(ASSIGNMENT)
Please copy every line below that contains the string "MockGenerator".

Stored data
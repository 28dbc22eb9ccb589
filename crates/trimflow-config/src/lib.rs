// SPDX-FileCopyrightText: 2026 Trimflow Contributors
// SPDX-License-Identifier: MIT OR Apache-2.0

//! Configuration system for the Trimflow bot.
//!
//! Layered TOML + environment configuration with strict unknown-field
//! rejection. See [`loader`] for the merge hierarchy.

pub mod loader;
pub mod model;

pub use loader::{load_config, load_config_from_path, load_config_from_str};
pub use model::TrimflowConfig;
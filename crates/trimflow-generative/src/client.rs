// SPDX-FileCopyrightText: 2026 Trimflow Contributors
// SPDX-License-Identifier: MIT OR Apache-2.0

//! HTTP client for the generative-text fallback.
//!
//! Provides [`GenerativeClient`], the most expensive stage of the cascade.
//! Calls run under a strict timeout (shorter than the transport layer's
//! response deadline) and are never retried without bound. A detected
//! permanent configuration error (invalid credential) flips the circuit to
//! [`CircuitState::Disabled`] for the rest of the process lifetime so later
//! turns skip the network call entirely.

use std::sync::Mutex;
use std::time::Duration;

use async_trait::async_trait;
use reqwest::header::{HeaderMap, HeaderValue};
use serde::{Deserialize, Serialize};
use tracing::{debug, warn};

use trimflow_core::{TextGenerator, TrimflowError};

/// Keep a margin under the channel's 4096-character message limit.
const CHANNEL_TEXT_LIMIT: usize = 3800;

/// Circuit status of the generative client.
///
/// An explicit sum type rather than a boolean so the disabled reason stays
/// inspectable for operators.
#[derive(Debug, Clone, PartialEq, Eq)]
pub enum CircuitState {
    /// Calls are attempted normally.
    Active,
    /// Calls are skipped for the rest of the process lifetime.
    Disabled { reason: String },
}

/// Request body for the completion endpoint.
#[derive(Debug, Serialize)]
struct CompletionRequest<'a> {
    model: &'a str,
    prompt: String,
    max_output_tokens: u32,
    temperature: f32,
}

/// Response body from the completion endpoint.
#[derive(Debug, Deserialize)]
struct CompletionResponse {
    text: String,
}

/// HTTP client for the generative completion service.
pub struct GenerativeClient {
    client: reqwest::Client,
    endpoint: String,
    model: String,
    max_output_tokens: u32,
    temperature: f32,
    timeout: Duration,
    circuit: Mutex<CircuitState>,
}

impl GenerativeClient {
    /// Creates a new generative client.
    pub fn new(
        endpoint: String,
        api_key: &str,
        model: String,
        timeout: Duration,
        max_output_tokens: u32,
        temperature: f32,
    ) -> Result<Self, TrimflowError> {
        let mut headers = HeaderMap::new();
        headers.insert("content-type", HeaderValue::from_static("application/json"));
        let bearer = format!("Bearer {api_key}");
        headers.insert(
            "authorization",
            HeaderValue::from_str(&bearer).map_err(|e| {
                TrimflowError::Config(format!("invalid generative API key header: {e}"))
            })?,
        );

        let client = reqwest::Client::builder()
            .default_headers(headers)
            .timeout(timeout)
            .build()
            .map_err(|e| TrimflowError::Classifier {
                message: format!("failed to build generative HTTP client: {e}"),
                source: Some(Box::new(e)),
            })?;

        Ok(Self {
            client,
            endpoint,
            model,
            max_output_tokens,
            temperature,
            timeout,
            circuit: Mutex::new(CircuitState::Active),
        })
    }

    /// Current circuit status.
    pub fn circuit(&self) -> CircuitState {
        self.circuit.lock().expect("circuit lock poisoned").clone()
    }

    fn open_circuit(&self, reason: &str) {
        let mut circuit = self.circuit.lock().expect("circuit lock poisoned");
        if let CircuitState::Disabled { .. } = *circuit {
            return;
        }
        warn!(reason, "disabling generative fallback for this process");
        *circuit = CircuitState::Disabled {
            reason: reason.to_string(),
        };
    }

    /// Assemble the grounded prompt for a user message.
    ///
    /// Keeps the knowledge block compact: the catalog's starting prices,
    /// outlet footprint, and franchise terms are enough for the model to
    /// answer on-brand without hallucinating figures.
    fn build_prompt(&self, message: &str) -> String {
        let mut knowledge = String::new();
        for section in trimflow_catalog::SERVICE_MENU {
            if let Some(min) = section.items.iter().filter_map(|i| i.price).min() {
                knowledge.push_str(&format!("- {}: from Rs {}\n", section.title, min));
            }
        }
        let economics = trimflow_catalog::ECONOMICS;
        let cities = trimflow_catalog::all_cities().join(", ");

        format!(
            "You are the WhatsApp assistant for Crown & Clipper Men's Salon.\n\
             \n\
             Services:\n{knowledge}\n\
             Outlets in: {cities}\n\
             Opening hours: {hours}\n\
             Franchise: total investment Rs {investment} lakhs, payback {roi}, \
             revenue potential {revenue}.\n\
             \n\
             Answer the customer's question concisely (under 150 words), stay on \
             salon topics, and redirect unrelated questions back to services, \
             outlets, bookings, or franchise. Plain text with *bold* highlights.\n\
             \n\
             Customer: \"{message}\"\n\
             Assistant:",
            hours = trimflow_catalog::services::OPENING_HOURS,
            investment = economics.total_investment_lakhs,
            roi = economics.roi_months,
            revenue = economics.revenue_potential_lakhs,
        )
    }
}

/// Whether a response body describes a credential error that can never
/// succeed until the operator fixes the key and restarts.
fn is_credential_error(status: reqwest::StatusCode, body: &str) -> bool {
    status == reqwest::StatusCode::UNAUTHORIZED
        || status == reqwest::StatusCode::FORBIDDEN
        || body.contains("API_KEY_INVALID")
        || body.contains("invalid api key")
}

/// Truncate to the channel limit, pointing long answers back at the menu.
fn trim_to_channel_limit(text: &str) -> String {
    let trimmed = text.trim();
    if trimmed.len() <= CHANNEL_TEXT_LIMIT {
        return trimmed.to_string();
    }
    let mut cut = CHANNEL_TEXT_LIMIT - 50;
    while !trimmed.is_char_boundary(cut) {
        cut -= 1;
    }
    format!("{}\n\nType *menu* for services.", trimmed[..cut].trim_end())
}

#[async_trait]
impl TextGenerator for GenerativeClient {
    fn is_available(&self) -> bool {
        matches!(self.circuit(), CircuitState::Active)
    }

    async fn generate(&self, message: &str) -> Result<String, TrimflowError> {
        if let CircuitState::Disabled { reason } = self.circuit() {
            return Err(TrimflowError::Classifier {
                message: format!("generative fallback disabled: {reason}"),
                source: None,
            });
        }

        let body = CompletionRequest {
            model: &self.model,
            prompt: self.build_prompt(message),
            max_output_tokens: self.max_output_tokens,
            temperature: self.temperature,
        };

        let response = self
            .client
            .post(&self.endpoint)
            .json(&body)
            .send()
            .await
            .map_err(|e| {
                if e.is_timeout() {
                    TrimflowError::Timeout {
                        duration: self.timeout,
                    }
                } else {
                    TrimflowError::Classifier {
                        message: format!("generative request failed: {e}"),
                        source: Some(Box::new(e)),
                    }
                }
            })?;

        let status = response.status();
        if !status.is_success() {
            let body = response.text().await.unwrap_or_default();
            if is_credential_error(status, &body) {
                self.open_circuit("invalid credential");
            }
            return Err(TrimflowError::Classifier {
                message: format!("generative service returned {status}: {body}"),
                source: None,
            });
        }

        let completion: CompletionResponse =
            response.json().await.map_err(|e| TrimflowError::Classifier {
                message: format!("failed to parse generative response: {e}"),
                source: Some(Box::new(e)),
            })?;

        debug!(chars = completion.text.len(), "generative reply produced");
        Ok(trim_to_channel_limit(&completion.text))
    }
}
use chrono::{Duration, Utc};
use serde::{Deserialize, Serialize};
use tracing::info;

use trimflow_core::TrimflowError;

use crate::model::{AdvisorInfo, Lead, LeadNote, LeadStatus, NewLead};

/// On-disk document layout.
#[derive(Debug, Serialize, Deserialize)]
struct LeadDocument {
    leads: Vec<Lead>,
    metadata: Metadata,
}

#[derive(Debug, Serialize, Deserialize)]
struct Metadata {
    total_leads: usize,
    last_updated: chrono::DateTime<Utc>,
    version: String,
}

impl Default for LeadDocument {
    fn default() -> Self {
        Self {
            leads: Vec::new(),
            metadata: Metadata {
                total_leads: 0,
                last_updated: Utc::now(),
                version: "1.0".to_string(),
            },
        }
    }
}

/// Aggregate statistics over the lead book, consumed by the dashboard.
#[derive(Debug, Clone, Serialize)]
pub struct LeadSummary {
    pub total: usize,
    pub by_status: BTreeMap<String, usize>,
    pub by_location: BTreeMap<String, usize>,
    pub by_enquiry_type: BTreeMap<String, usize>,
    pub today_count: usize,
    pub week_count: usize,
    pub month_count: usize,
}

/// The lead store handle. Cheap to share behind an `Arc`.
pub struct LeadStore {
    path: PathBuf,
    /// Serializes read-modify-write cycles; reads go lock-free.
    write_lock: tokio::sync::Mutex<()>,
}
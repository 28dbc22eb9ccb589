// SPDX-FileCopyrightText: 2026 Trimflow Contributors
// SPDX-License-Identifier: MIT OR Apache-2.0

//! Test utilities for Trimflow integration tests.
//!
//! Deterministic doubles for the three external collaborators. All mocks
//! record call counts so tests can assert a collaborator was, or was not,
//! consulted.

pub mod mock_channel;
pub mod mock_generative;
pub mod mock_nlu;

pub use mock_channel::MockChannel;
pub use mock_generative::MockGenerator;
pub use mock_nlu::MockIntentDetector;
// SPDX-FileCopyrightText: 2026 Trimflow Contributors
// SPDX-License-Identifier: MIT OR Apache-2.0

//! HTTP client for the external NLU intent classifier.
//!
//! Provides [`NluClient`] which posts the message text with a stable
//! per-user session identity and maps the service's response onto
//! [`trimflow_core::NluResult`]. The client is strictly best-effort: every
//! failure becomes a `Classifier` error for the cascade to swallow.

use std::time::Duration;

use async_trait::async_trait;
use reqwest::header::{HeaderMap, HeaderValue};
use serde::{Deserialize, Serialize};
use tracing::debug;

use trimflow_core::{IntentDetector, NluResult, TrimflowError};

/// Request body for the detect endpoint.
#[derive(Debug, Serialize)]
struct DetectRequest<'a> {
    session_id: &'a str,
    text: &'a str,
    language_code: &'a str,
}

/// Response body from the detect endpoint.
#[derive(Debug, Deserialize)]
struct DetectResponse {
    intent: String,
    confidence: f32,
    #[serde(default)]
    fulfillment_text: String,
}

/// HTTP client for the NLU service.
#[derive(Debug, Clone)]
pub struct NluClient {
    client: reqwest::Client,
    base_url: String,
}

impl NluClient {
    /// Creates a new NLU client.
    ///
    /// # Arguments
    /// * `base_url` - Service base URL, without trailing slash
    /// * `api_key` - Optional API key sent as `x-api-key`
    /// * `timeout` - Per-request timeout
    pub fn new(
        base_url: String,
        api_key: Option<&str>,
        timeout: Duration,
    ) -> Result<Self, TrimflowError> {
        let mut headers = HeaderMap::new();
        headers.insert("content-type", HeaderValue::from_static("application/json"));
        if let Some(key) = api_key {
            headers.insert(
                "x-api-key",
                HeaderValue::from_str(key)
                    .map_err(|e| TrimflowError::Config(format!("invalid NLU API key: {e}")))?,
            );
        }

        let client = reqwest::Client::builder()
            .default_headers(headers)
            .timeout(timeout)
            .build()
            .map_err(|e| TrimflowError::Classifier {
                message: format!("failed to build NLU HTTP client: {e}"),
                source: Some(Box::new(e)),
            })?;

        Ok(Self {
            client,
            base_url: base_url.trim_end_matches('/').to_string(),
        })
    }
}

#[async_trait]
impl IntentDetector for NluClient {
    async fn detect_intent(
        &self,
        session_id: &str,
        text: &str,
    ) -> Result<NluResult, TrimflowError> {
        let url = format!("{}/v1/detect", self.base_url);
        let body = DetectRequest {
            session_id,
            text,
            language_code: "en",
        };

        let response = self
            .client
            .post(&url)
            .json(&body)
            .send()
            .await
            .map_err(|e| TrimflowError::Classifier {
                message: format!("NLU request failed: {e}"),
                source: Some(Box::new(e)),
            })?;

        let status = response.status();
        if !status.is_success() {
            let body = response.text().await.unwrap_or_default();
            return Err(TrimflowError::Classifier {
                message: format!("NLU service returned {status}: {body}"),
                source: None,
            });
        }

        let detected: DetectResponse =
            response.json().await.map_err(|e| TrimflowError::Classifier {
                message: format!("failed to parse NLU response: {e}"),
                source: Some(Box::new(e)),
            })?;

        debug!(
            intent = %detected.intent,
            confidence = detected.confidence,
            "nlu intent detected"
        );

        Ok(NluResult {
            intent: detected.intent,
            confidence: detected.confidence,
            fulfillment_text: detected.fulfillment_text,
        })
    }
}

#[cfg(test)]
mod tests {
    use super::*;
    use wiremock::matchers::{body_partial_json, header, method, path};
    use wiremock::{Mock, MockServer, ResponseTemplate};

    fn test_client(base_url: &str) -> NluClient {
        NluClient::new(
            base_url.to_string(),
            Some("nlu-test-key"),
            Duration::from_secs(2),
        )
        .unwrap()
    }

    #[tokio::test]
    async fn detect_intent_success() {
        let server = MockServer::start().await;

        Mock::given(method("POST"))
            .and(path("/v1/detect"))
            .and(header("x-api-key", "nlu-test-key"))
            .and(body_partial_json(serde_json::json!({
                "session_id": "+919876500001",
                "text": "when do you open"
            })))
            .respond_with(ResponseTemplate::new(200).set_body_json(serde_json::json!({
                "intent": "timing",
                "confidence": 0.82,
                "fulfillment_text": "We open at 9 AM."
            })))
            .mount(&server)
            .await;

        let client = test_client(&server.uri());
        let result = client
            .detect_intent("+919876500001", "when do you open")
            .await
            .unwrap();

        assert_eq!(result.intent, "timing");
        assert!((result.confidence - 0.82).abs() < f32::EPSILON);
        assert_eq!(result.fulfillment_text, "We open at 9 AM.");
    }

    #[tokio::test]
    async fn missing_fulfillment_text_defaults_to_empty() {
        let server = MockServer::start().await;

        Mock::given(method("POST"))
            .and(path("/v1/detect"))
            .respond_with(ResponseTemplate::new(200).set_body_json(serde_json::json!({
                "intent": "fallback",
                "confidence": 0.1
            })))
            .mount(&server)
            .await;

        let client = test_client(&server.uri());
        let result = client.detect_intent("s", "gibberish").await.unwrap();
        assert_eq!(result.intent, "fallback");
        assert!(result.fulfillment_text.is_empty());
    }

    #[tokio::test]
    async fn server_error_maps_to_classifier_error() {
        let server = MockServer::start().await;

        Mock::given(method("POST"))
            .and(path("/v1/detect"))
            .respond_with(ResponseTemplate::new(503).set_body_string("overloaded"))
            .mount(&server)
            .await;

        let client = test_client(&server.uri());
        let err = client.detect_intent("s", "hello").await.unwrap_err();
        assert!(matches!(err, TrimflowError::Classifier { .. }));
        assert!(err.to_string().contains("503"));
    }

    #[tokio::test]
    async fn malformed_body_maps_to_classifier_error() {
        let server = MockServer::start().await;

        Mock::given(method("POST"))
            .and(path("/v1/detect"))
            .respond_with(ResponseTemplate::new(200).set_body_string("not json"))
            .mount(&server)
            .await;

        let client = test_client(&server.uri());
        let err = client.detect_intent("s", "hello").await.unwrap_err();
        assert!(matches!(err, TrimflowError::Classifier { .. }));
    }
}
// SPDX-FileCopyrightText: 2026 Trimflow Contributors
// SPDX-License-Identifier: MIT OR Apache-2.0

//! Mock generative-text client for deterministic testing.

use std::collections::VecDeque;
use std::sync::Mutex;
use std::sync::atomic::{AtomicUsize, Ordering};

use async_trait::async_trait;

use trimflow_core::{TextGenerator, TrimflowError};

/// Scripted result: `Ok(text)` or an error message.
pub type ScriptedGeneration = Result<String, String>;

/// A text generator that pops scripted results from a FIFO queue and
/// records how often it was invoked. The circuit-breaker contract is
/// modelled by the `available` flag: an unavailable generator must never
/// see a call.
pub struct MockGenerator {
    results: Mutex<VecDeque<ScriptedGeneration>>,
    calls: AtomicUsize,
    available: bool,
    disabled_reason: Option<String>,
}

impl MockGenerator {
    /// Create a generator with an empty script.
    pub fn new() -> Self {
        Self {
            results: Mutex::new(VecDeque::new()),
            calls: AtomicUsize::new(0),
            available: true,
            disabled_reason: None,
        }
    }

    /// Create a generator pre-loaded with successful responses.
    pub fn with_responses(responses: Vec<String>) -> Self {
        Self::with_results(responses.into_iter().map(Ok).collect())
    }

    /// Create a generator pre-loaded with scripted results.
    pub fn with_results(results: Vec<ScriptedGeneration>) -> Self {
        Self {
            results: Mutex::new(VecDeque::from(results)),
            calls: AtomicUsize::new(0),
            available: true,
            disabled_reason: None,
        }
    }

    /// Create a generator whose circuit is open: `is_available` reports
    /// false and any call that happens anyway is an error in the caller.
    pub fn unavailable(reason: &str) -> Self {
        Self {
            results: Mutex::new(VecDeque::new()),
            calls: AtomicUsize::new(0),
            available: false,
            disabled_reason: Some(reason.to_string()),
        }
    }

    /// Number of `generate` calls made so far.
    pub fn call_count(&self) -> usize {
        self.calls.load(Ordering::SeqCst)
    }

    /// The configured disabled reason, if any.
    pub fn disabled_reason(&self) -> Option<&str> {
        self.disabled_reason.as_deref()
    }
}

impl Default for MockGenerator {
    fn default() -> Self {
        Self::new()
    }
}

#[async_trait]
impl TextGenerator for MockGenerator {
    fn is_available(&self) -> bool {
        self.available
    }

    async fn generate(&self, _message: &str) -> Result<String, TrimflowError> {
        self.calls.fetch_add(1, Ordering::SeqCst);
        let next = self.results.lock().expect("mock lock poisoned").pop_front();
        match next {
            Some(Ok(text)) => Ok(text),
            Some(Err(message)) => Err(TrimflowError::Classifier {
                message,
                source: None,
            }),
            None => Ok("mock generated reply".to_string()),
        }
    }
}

(ANSWER TO THIS EXERCISE)
pub use mock_generative::MockGenerator;
pub struct MockGenerator {
impl MockGenerator {
impl Default for MockGenerator {
impl TextGenerator for MockGenerator {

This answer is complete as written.